Task: Among the entries that follow, some lines contain the word "push". Show all of them.

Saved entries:
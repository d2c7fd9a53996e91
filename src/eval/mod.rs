//! Tree-walking evaluator: direct interpretation of the parse tree built by
//! [`crate::parser::parse`], with signed 32-bit integer values and the flat
//! [`varstore::VarStore`] as the only storage.
//!
//! Grounded directly on the reference `run.c`: statement dispatch, the
//! `if`/`elif`/`else` chain walk, the do/while and while loops, and every
//! expression evaluator (`eval_atom`, `eval_pexp`, `eval_bexp`, `eval_uexp`,
//! `eval_texp`, `eval_aexp`) mirror that file's control flow one-for-one.
//! Arithmetic uses wrapping ops rather than the reference's plain `int`
//! overflow (which is undefined behavior in C); this crate keeps the
//! observable wraparound without the UB.

mod varstore;

use crate::limit::LimitTracker;
use crate::parser::node::{NonTerminal, Node};
use crate::token::{Token, TokenKind};
use varstore::VarStore;

/// The output of a full evaluation: one line per `print` statement or
/// runtime warning, in the exact order they were produced, matching the
/// reference's single interleaved output stream.
pub struct EvalResult {
    pub lines: Vec<String>,
}

/// Evaluate `tree` (the root `Unit` node) against `input`, using the
/// default recursion limit.
pub fn evaluate(tree: &Node, input: &[u8]) -> EvalResult {
    evaluate_with_limit(tree, input, LimitTracker::default().limit)
}

/// As [`evaluate`], but with an explicit recursion limit for the expression
/// and nested-block walker (see [`crate::limit::LimitTracker`]).
pub fn evaluate_with_limit(tree: &Node, input: &[u8], recursion_limit: usize) -> EvalResult {
    let mut walker = Walker {
        input,
        store: VarStore::new(),
        limit: LimitTracker::new(recursion_limit),
        lines: Vec::new(),
    };
    walker.run_unit(tree);
    EvalResult {
        lines: walker.lines,
    }
}

struct Walker<'a> {
    input: &'a [u8],
    store: VarStore<'a>,
    limit: LimitTracker,
    lines: Vec<String>,
}

fn internal(node: &Node) -> (NonTerminal, &[Node]) {
    node.as_internal()
        .expect("evaluator walked a leaf where an internal node was expected")
}

fn leaf(node: &Node) -> Token {
    node.as_leaf()
        .expect("evaluator walked an internal node where a leaf was expected")
}

impl<'a> Walker<'a> {
    fn text(&self, token: Token) -> &'a [u8] {
        token.text(self.input)
    }

    fn warn(&mut self, message: &str) {
        self.lines.push(format!("warn: {message}"));
    }

    /// `Unit -> FBEG Stmt+ FEND`: run every `Stmt` child, skipping the two
    /// sentinel leaves at either end.
    fn run_unit(&mut self, unit: &Node) {
        let (kind, children) = internal(unit);
        debug_assert_eq!(kind, NonTerminal::Unit);
        for stmt in &children[1..children.len() - 1] {
            self.run_stmt(stmt);
        }
    }

    fn run_stmt(&mut self, stmt: &Node) {
        let (kind, children) = internal(stmt);
        debug_assert_eq!(kind, NonTerminal::Stmt);
        let (inner_kind, _) = internal(&children[0]);
        match inner_kind {
            NonTerminal::Assn => self.run_assn(&children[0]),
            NonTerminal::Prnt => self.run_prnt(&children[0]),
            NonTerminal::Ctrl => self.run_ctrl(&children[0]),
            other => unreachable!("Stmt child was {other:?}"),
        }
    }

    /// `Assn -> NAME '=' Expr ';'` or `Assn -> Aexp '=' Expr ';'`.
    ///
    /// The index (for the array form) is evaluated before the right-hand
    /// side, matching the reference's order of evaluation.
    fn run_assn(&mut self, assn: &Node) {
        let (_, children) = internal(assn);

        let (name, index) = match children[0].as_internal() {
            Some((NonTerminal::Aexp, aexp_children)) => {
                let name = self.text(leaf(&aexp_children[0]));
                let index = self.eval_expr(&aexp_children[2]);
                (name, index)
            }
            _ => (self.text(leaf(&children[0])), 0),
        };

        let value = self.eval_expr(&children[2]);

        if let Err(warning) = self.store.write(name, index, value) {
            self.lines.push(warning.report_line().to_string());
        }
    }

    /// `Prnt -> 'print' Expr ';'` or `Prnt -> 'print' STRL Expr ';'`.
    fn run_prnt(&mut self, prnt: &Node) {
        let (_, children) = internal(prnt);
        if children.len() == 3 {
            let value = self.eval_expr(&children[1]);
            self.lines.push(value.to_string());
        } else {
            let strl = leaf(&children[1]);
            let text = self.text(strl);
            // Strip the surrounding quotes the lexer included in the token.
            let prefix = String::from_utf8_lossy(&text[1..text.len() - 1]);
            let value = self.eval_expr(&children[2]);
            self.lines.push(format!("{prefix}{value}"));
        }
    }

    fn run_ctrl(&mut self, ctrl: &Node) {
        let (_, children) = internal(ctrl);
        let (head_kind, _) = internal(&children[0]);
        match head_kind {
            NonTerminal::Cond => self.run_cond_chain(children),
            NonTerminal::Dowh => self.run_dowh(&children[0]),
            NonTerminal::Whil => self.run_whil(&children[0]),
            other => unreachable!("Ctrl child was {other:?}"),
        }
    }

    /// `Cond Elif* Else?`: evaluate `if`, then each `elif` in order, falling
    /// through to `else` (if present) when nothing matched.
    fn run_cond_chain(&mut self, children: &[Node]) {
        let cond = &children[0];
        let (_, cond_children) = internal(cond);
        if self.eval_expr(&cond_children[1]) != 0 {
            self.run_block(body_between(cond_children, 3, 1));
            return;
        }

        for branch in &children[1..] {
            match internal(branch) {
                (NonTerminal::Elif, elif_children) => {
                    if self.eval_expr(&elif_children[1]) != 0 {
                        self.run_block(body_between(elif_children, 3, 1));
                        return;
                    }
                }
                (NonTerminal::Else, else_children) => {
                    self.run_block(body_between(else_children, 2, 1));
                    return;
                }
                (other, _) => unreachable!("Ctrl tail child was {other:?}"),
            }
        }
    }

    fn run_dowh(&mut self, dowh: &Node) {
        let (_, children) = internal(dowh);
        let body = body_between(children, 2, 4);
        let cond = &children[children.len() - 2];
        loop {
            self.run_block(body);
            if self.eval_expr(cond) == 0 {
                break;
            }
        }
    }

    fn run_whil(&mut self, whil: &Node) {
        let (_, children) = internal(whil);
        let cond = &children[1];
        let body = body_between(children, 3, 1);
        while self.eval_expr(cond) != 0 {
            self.run_block(body);
        }
    }

    /// Run a loop/branch body, bounding nesting depth the same way the
    /// parser already bounds `{`-nesting at parse time; this is a second,
    /// independent safety net rather than load-bearing (a tree this deep
    /// would already have been rejected before evaluation started).
    fn run_block(&mut self, stmts: &[Node]) {
        self.limit.consume();
        if self.limit.limited() {
            self.warn("nesting depth exceeded, skipping block");
            self.limit.release();
            return;
        }
        for stmt in stmts {
            self.run_stmt(stmt);
        }
        self.limit.release();
    }

    fn eval_expr(&mut self, expr: &Node) -> i32 {
        self.limit.consume();
        if self.limit.limited() {
            self.warn("expression exceeded recursion limit");
            self.limit.release();
            return 0;
        }
        let (kind, children) = internal(expr);
        debug_assert_eq!(kind, NonTerminal::Expr);
        let value = match internal(&children[0]) {
            (NonTerminal::Atom, atom_children) => self.eval_atom(atom_children),
            (NonTerminal::Pexp, pexp_children) => self.eval_expr(&pexp_children[1]),
            (NonTerminal::Bexp, bexp_children) => self.eval_bexp(bexp_children),
            (NonTerminal::Uexp, uexp_children) => self.eval_uexp(uexp_children),
            (NonTerminal::Texp, texp_children) => self.eval_texp(texp_children),
            (NonTerminal::Aexp, aexp_children) => self.eval_aexp(aexp_children),
            (other, _) => unreachable!("Expr child was {other:?}"),
        };
        self.limit.release();
        value
    }

    fn eval_atom(&mut self, children: &[Node]) -> i32 {
        let token = leaf(&children[0]);
        match token.kind {
            TokenKind::Name => match self.store.read_scalar(self.text(token)) {
                Ok(value) => value,
                Err(warning) => {
                    let message = warning.message().to_string();
                    self.warn(&message);
                    0
                }
            },
            TokenKind::Nmbr => parse_nmbr(self.text(token)),
            other => unreachable!("Atom leaf was {other:?}"),
        }
    }

    fn eval_bexp(&mut self, children: &[Node]) -> i32 {
        let left = self.eval_expr(&children[0]);
        let right = self.eval_expr(&children[2]);
        let op = leaf(&children[1]).kind;
        match op {
            TokenKind::Plus => left.wrapping_add(right),
            TokenKind::Mins => left.wrapping_sub(right),
            TokenKind::Mult => left.wrapping_mul(right),
            TokenKind::Divi => {
                if right == 0 {
                    self.warn("prevented attempt to divide by zero");
                    0
                } else {
                    left.wrapping_div(right)
                }
            }
            TokenKind::Modu => {
                if right == 0 {
                    self.warn("prevented attempt to compute a remainder by zero");
                    0
                } else {
                    left.wrapping_rem(right)
                }
            }
            TokenKind::Equl => (left == right) as i32,
            TokenKind::Neql => (left != right) as i32,
            TokenKind::Lthn => (left < right) as i32,
            TokenKind::Gthn => (left > right) as i32,
            TokenKind::Lteq => (left <= right) as i32,
            TokenKind::Gteq => (left >= right) as i32,
            // Non-short-circuiting by design: both operands are always
            // evaluated above, matching the reference (see DESIGN.md).
            TokenKind::Conj => ((left != 0) && (right != 0)) as i32,
            TokenKind::Disj => ((left != 0) || (right != 0)) as i32,
            other => unreachable!("Bexp operator was {other:?}"),
        }
    }

    fn eval_uexp(&mut self, children: &[Node]) -> i32 {
        let op = leaf(&children[0]).kind;
        match op {
            TokenKind::Plus => self.eval_expr(&children[1]),
            TokenKind::Mins => self.eval_expr(&children[1]).wrapping_neg(),
            TokenKind::Nega => (self.eval_expr(&children[1]) == 0) as i32,
            other => unreachable!("Uexp operator was {other:?}"),
        }
    }

    fn eval_texp(&mut self, children: &[Node]) -> i32 {
        if self.eval_expr(&children[0]) != 0 {
            self.eval_expr(&children[2])
        } else {
            self.eval_expr(&children[4])
        }
    }

    fn eval_aexp(&mut self, children: &[Node]) -> i32 {
        let name = self.text(leaf(&children[0]));
        let index = self.eval_expr(&children[2]);
        match self.store.read_index(name, index) {
            Ok(value) => value,
            Err(warning) => {
                let message = warning.message().to_string();
                self.warn(&message);
                0
            }
        }
    }
}

/// Slices out a block body's `Stmt` children given how many fixed leaves
/// bracket it on each side (e.g. `if`, the condition `Expr` and `{` before
/// the body of a `Cond`, and `}` after it).
fn body_between(children: &[Node], prefix: usize, suffix: usize) -> &[Node] {
    &children[prefix..children.len() - suffix]
}

/// Parses a `NMBR` token's decimal digits the way the reference does --
/// manual ASCII-to-integer conversion -- but with wrapping arithmetic
/// instead of relying on C's (undefined) signed overflow behavior.
fn parse_nmbr(digits: &[u8]) -> i32 {
    let mut result: i32 = 0;
    for &byte in digits {
        result = result
            .wrapping_mul(10)
            .wrapping_add((byte - b'0') as i32);
    }
    result
}

#[cfg(test)]
mod tests {
    use super::*;
    use crate::lexer::lex;
    use crate::parser::{parse, ParseOutcome};
    use indoc::indoc;
    use pretty_assertions::assert_eq;

    fn run(src: &str) -> Vec<String> {
        let (tokens, lex_status) = lex(src.as_bytes());
        assert_eq!(lex_status, crate::lexer::LexStatus::Ok);
        let result = parse(&tokens, src.as_bytes());
        assert_eq!(result.outcome, ParseOutcome::Accepted);
        evaluate(result.tree.as_ref().unwrap(), src.as_bytes()).lines
    }

    #[test]
    fn arithmetic_precedence() {
        assert_eq!(run("print 2 + 3 * 4;"), vec!["14"]);
    }

    #[test]
    fn variables() {
        assert_eq!(run("x = 10; y = x - 3; print y;"), vec!["7"]);
    }

    #[test]
    fn arrays() {
        assert_eq!(
            run("a[0] = 5; a[1] = 7; print a[0] + a[1];"),
            vec!["12"]
        );
    }

    #[test]
    fn if_elif_else() {
        assert_eq!(
            run("x = 2; if x == 1 { print 1; } elif x == 2 { print 2; } else { print 3; }"),
            vec!["2"]
        );
    }

    #[test]
    fn while_loop() {
        assert_eq!(
            run("i = 0; s = 0; while i < 5 { s = s + i; i = i + 1; } print s;"),
            vec!["10"]
        );
    }

    #[test]
    fn divide_by_zero_is_a_warning_then_zero() {
        assert_eq!(
            run("print 10 / 0;"),
            vec!["warn: prevented attempt to divide by zero", "0"]
        );
    }

    #[test]
    fn do_while_runs_body_at_least_once() {
        assert_eq!(run("i = 0; do { print i; i = i + 1; } while i < 3;"), vec!["0", "1", "2"]);
    }

    #[test]
    fn print_with_string_prefix() {
        assert_eq!(run(r#"print "total: " 5;"#), vec!["total: 5"]);
    }

    #[test]
    fn undefined_variable_warns_and_yields_zero() {
        assert_eq!(
            run("print x;"),
            vec!["warn: access to undefined variable", "0"]
        );
    }

    #[test]
    fn ternary_short_circuits_to_one_branch() {
        assert_eq!(run("print 1 ? 7 : 99;"), vec!["7"]);
        assert_eq!(run("print 0 ? 7 : 99;"), vec!["99"]);
    }

    #[test]
    fn logical_and_or_are_numeric() {
        assert_eq!(run("print 1 && 0;"), vec!["0"]);
        assert_eq!(run("print 1 || 0;"), vec!["1"]);
    }

    #[test]
    fn nested_while_and_if_share_the_same_varstore() {
        let src = indoc! {"
            total = 0;
            i = 0;
            while i < 4 {
                if i % 2 == 0 {
                    total = total + i;
                } else {
                    total = total - 1;
                }
                i = i + 1;
            }
            print total;
        "};
        // i = 0: +0, i = 1: -1, i = 2: +2, i = 3: -1 => 0
        assert_eq!(run(src), vec!["0"]);
    }

    #[test]
    fn negative_array_write_warns_with_lowercase_prefix_and_drops_the_write() {
        assert_eq!(
            run("a[-1] = 5; print a[0];"),
            vec![
                "warn: negative array offset",
                "warn: access to undefined array",
                "0"
            ]
        );
    }
}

Answer space:
        self.lines.push(format!("warn: {message}"));
            self.lines.push(warning.report_line().to_string());
            self.lines.push(value.to_string());
            self.lines.push(format!("{prefix}{value}"));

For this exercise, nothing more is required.